> Aim of the task:
Copy, word for word, each line of the data below from the first through the line containing "let code = request.activation_code.trim();", and stop there.
Material shown START
//! Authentication Routes
//!
//! Endpoints:
//! - POST /activate - Activate an agent account and issue its first tokens
//! - POST /login - Start a fresh browser session bound to the user
//! - POST /logout - Expire the browser session
//! - POST /token/refresh - Rotate a refresh token

use axum::{
    extract::State,
    http::{header, HeaderValue},
    response::{IntoResponse, Response},
    Extension, Json,
};
use serde::{Deserialize, Serialize};
use uuid::Uuid;

use super::extract::{expired_session_cookie, session_cookie, JsonBody};
use crate::auth::{AuthError, RequestContext, Session};
use crate::error::AppError;
use crate::event_log::Category;
use crate::state::AppState;

// ============================================================================
// Wire Types
// ============================================================================

#[derive(Debug, Deserialize)]
pub struct ActivateRequest {
    pub user_name: String,
    pub activation_code: String,
}

#[derive(Debug, Serialize)]
pub struct ActivateResponse {
    pub user_id: Uuid,
    pub user_name: String,
    /// Only issued on first activation
    pub access_token: Option<String>,
    pub refresh_token: String,
    pub token_expiry: Option<i64>,
    pub is_activated: bool,
    pub message: &'static str,
}

#[derive(Debug, Deserialize)]
pub struct LoginRequest {
    pub user_name: String,
    pub password: String,
}

#[derive(Debug, Serialize)]
pub struct LoginResponse {
    pub user_id: Uuid,
    pub message: &'static str,
}

#[derive(Debug, Deserialize)]
pub struct RefreshRequest {
    pub user_id: String,
    pub refresh_token: String,
}

#[derive(Debug, Serialize)]
pub struct RefreshResponse {
    pub access_token: String,
    pub refresh_token: String,
    /// Unix timestamp, seconds
    pub token_expiry: i64,
}

// ============================================================================
// Handlers
// ============================================================================

/// POST /activate
pub async fn activate(
    State(state): State<AppState>,
    JsonBody(request): JsonBody<ActivateRequest>,
) -> Result<Json<ActivateResponse>, AppError> {
    let user_name = request.user_name.trim();
    let code = request.activation_code.trim();
    if user_name.is_empty() || code.is_empty() {
        return Err(AppError::InvalidInput(
            "user_name and activation_code are required".into(),
        ));
    }

    let outcome = state.users().activate(user_name, code).await?;

    let access = if outcome.was_activated {
        None
    } else {
        Some(state.tokens().issue_access_token(outcome.user_id).await?)
    };
    let refresh = state.tokens().issue_refresh_token(outcome.user_id).await?;

    let message = if outcome.was_activated {
        "User is already activated"
    } else {
        "User has been successfully activated"
    };

    state
        .event_log()
        .info(Some(outcome.user_id), message, Category::Authentication)
        .await;

    Ok(Json(ActivateResponse {
        user_id: outcome.user_id,
        user_name: user_name.to_string(),
        token_expiry: access.as_ref().map(|a| a.expires_at.timestamp()),
        access_token: access.map(|a| a.token),
        refresh_token: refresh.token,
        is_activated: true,
        message,
    }))
}

/// POST /login
pub async fn login(
    State(state): State<AppState>,
    Extension(session): Extension<Session>,
    Extension(ctx): Extension<RequestContext>,
    JsonBody(request): JsonBody<LoginRequest>,
) -> Result<Response, AppError> {
    let user_id = match state
        .users()
        .verify_credentials(&request.user_name, &request.password)
        .await
    {
        Ok(user_id) => user_id,
        Err(AuthError::InvalidCredentials) => {
            tracing::info!(user_name = %request.user_name, "Login rejected");
            return Err(AuthError::InvalidCredentials.into());
        }
        Err(e) => return Err(e.into()),
    };

    let key = state
        .guard()
        .login(&session, user_id, ctx.ip_address.as_deref())
        .await?;

    state
        .event_log()
        .info(Some(user_id), "User logged in", Category::Authentication)
        .await;

    let mut response = Json(LoginResponse {
        user_id,
        message: "Login successful",
    })
    .into_response();

    // The pre-login key is dead; the client must switch to this one
    let cookie = session_cookie(&key, state.config().auth.session_ttl_secs);
    let value = HeaderValue::from_str(&cookie).map_err(|e| AppError::Backend(e.to_string()))?;
    response.headers_mut().insert(header::SET_COOKIE, value);

    Ok(response)
}

/// POST /logout
pub async fn logout(
    State(state): State<AppState>,
    Extension(session): Extension<Session>,
) -> Result<Response, AppError> {
    state.guard().logout(&session).await?;

    if let Some(user_id) = session.user_id {
        state
            .event_log()
            .info(Some(user_id), "User logged out", Category::Authentication)
            .await;
    }

    let mut response = Json(serde_json::json!({ "message": "Logged out" })).into_response();
    response.headers_mut().insert(
        header::SET_COOKIE,
        HeaderValue::from_str(&expired_session_cookie())
            .map_err(|e| AppError::Backend(e.to_string()))?,
    );

    Ok(response)
}

/// POST /token/refresh
pub async fn refresh_token(
    State(state): State<AppState>,
    JsonBody(request): JsonBody<RefreshRequest>,
) -> Result<Json<RefreshResponse>, AppError> {
    // A malformed user id gets the same answer as a wrong token
    let user_id = Uuid::parse_str(request.user_id.trim()).map_err(|_| AppError::InvalidToken)?;

    let pair = state.tokens().refresh(user_id, &request.refresh_token).await?;

    Ok(Json(RefreshResponse {
        token_expiry: pair.access.expires_at.timestamp(),
        access_token: pair.access.token,
        refresh_token: pair.refresh.token,
    }))
}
Material shown END
> Answer below:
//! Authentication Routes
//!
//! Endpoints:
//! - POST /activate - Activate an agent account and issue its first tokens
//! - POST /login - Start a fresh browser session bound to the user
//! - POST /logout - Expire the browser session
//! - POST /token/refresh - Rotate a refresh token

use axum::{
    extract::State,
    http::{header, HeaderValue},
    response::{IntoResponse, Response},
    Extension, Json,
};
use serde::{Deserialize, Serialize};
use uuid::Uuid;

use super::extract::{expired_session_cookie, session_cookie, JsonBody};
use crate::auth::{AuthError, RequestContext, Session};
use crate::error::AppError;
use crate::event_log::Category;
use crate::state::AppState;

// ============================================================================
// Wire Types
// ============================================================================

#[derive(Debug, Deserialize)]
pub struct ActivateRequest {
    pub user_name: String,
    pub activation_code: String,
}

#[derive(Debug, Serialize)]
pub struct ActivateResponse {
    pub user_id: Uuid,
    pub user_name: String,
    /// Only issued on first activation
    pub access_token: Option<String>,
    pub refresh_token: String,
    pub token_expiry: Option<i64>,
    pub is_activated: bool,
    pub message: &'static str,
}

#[derive(Debug, Deserialize)]
pub struct LoginRequest {
    pub user_name: String,
    pub password: String,
}

#[derive(Debug, Serialize)]
pub struct LoginResponse {
    pub user_id: Uuid,
    pub message: &'static str,
}

#[derive(Debug, Deserialize)]
pub struct RefreshRequest {
    pub user_id: String,
    pub refresh_token: String,
}

#[derive(Debug, Serialize)]
pub struct RefreshResponse {
    pub access_token: String,
    pub refresh_token: String,
    /// Unix timestamp, seconds
    pub token_expiry: i64,
}

// ============================================================================
// Handlers
// ============================================================================

/// POST /activate
pub async fn activate(
    State(state): State<AppState>,
    JsonBody(request): JsonBody<ActivateRequest>,
) -> Result<Json<ActivateResponse>, AppError> {
    let user_name = request.user_name.trim();
    let code = request.activation_code.trim();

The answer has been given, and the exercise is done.